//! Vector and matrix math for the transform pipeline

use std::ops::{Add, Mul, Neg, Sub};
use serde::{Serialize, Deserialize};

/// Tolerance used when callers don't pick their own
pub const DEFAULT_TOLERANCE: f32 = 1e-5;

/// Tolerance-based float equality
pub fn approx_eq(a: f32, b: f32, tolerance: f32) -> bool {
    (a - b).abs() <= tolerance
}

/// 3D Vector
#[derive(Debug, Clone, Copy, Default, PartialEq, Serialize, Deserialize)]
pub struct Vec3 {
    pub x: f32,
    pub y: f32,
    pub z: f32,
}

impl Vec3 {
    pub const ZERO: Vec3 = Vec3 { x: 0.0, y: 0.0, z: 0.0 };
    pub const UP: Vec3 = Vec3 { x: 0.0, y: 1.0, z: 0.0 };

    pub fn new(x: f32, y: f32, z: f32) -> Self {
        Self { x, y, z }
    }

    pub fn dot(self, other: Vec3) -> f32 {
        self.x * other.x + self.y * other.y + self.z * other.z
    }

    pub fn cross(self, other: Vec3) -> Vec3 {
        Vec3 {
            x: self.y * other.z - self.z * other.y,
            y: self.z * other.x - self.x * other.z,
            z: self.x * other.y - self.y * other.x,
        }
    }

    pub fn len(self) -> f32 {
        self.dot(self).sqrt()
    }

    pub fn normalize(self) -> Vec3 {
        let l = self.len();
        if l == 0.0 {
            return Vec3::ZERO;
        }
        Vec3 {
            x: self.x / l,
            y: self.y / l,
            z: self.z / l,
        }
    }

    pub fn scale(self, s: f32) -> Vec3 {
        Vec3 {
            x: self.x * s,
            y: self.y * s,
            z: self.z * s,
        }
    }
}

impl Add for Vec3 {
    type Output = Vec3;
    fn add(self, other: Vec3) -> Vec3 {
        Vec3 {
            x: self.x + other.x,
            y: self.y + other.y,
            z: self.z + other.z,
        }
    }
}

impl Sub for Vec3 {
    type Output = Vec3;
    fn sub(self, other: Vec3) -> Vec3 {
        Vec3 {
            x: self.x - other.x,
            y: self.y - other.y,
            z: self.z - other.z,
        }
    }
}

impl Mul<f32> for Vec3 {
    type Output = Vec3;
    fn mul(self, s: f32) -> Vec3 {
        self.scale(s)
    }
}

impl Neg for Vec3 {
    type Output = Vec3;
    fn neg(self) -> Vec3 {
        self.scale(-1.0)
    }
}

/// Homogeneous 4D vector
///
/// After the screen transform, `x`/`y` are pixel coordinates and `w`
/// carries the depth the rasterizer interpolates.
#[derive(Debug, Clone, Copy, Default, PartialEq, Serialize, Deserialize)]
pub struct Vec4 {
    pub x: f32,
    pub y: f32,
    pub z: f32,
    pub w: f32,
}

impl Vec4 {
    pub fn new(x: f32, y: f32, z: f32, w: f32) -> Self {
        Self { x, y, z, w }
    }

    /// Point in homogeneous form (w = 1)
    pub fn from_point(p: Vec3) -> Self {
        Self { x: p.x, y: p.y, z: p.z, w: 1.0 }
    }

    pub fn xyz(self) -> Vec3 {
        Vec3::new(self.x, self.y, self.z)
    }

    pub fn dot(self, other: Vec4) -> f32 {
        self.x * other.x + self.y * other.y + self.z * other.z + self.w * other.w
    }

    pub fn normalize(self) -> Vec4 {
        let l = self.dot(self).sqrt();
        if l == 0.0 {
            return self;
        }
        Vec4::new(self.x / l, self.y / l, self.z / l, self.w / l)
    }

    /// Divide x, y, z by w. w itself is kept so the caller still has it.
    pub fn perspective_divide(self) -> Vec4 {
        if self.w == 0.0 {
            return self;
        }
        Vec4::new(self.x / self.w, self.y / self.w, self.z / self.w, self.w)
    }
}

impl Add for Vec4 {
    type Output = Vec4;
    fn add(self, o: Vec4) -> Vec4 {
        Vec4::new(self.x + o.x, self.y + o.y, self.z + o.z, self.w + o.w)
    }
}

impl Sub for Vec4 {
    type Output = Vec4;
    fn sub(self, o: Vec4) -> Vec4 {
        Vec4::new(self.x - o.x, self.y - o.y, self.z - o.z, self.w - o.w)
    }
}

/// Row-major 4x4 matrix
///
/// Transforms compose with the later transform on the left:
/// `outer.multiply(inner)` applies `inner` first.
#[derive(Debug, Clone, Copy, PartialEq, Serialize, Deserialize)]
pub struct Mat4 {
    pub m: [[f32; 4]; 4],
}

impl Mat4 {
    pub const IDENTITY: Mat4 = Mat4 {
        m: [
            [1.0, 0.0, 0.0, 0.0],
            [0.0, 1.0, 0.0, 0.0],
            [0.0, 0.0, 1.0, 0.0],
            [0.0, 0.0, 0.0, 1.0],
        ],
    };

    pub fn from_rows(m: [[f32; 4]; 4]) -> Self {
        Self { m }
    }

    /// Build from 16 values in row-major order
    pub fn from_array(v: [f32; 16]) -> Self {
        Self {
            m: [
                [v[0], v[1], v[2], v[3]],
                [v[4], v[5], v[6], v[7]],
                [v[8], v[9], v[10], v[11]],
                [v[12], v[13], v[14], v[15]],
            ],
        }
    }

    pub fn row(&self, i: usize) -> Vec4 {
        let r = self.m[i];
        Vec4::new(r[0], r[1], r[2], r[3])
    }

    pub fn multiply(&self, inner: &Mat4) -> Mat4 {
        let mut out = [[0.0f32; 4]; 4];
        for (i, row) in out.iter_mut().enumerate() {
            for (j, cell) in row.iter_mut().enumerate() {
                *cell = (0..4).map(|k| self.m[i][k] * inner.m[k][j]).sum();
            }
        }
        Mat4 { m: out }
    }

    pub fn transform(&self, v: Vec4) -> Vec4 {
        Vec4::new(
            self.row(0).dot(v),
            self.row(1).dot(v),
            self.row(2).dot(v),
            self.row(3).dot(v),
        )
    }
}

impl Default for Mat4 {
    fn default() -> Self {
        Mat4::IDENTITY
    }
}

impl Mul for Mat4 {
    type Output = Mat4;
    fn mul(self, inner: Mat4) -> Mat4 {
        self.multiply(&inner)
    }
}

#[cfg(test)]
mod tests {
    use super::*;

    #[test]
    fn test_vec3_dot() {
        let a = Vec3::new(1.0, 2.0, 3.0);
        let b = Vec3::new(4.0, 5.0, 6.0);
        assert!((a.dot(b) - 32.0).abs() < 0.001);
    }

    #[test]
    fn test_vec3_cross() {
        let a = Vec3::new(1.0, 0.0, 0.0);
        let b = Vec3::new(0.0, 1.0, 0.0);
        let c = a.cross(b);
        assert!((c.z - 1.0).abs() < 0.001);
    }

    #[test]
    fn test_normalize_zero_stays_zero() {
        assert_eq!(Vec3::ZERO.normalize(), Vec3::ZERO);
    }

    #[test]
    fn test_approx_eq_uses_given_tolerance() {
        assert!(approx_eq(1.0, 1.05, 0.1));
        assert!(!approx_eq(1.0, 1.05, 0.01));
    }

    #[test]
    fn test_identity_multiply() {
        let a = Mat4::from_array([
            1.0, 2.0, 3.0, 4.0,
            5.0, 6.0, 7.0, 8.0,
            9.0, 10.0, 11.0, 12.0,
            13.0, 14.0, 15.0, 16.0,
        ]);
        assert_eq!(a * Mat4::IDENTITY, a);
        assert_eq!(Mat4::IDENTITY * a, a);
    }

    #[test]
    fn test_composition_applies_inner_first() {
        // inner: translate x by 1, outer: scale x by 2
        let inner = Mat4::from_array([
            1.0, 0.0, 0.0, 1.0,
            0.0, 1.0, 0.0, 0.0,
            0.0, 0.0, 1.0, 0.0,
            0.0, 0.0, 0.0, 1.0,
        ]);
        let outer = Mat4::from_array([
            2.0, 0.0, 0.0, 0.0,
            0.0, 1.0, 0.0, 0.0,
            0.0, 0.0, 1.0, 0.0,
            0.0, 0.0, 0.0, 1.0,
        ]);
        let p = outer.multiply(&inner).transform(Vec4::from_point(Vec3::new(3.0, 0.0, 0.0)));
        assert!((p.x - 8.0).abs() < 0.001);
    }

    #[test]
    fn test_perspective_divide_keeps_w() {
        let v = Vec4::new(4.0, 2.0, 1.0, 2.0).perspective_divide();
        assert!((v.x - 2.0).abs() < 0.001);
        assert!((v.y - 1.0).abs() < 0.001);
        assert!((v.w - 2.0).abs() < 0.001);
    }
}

☆ ☆ ☆ ☆ ☆

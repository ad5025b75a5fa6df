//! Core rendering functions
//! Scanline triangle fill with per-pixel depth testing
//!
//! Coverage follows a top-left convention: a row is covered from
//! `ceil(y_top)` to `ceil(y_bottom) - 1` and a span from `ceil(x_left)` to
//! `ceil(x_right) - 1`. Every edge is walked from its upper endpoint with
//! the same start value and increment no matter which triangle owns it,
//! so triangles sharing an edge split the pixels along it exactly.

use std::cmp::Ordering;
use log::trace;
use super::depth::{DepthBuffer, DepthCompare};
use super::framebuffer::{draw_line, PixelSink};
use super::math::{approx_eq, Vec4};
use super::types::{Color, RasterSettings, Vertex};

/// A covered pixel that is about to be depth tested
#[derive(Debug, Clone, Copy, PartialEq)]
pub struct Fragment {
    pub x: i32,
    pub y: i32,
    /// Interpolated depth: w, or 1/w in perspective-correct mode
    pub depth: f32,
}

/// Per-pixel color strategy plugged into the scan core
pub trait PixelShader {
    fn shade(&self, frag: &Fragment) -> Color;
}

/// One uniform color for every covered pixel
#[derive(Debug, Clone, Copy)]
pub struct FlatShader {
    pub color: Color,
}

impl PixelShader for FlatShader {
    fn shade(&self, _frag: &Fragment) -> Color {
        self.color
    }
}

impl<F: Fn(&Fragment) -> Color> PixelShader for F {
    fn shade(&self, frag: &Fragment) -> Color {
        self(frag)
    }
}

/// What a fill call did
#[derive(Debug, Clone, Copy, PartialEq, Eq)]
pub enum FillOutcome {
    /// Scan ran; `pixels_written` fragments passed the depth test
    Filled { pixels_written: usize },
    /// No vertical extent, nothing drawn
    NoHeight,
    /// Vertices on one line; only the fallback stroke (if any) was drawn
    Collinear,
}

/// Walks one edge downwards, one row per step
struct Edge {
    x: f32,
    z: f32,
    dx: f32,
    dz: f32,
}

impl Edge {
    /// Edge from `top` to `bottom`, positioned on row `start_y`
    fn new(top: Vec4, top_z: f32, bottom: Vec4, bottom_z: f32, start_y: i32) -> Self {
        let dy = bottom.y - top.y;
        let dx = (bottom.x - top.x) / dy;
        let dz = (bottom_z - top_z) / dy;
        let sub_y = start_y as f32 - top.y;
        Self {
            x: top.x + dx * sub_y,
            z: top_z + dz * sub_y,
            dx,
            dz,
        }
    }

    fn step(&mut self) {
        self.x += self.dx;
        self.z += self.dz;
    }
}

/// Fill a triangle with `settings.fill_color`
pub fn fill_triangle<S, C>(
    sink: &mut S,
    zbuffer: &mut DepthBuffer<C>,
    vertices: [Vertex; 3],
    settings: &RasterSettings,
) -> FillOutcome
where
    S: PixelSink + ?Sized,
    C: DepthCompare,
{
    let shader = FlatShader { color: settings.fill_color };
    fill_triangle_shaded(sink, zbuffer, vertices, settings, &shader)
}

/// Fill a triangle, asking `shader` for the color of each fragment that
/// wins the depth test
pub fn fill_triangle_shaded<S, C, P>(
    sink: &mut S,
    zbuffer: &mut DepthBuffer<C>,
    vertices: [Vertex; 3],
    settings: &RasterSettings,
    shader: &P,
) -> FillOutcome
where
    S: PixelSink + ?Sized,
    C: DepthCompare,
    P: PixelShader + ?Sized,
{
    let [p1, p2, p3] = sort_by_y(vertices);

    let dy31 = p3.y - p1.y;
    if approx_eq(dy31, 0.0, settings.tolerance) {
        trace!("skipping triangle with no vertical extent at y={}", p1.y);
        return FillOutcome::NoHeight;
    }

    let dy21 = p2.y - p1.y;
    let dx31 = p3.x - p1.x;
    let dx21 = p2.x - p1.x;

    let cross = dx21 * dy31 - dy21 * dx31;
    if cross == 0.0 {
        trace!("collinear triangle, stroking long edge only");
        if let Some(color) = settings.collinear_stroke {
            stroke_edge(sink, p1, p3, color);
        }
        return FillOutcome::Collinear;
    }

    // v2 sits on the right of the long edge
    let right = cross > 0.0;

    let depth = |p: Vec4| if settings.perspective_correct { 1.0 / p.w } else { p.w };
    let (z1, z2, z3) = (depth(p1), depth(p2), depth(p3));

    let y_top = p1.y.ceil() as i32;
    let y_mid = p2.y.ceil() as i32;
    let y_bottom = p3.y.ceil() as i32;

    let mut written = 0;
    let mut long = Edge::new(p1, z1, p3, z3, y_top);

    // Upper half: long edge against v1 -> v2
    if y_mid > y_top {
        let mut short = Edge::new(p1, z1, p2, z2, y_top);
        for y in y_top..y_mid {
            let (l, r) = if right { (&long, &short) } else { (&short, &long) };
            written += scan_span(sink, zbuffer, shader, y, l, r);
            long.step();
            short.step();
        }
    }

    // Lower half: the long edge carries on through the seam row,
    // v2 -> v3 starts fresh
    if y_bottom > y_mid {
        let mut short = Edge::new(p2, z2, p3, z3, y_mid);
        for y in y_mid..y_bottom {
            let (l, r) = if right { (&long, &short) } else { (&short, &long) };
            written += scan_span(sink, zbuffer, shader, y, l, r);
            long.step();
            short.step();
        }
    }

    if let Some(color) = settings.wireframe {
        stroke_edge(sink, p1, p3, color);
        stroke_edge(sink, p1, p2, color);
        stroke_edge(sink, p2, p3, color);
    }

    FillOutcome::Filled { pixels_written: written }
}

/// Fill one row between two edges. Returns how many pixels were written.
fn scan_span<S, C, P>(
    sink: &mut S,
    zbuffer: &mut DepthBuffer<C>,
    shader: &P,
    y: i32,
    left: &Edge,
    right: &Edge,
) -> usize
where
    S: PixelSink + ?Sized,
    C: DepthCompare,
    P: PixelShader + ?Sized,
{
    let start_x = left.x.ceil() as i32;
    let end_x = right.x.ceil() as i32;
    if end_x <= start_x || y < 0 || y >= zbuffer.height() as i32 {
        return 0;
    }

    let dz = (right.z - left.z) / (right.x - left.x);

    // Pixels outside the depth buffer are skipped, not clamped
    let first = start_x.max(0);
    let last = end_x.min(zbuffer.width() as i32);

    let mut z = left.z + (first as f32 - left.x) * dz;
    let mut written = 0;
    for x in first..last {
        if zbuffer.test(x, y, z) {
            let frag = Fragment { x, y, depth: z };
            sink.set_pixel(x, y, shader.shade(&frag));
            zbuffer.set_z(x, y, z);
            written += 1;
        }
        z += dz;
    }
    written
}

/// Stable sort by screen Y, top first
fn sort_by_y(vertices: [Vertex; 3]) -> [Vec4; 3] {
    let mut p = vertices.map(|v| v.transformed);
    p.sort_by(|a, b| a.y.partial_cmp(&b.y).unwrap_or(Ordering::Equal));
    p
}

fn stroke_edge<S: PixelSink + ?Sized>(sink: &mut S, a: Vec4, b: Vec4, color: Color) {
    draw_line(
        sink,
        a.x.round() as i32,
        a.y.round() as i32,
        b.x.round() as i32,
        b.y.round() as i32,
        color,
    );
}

☆ ☆ ☆ ☆ ☆

▸ TASK PROMPT
When a line in the data contains "trace", return it as written.

▸ SOLUTION TO THIS EXERCISE
use log::trace;
        trace!("skipping triangle with no vertical extent at y={}", p1.y);
        trace!("collinear triangle, stroking long edge only");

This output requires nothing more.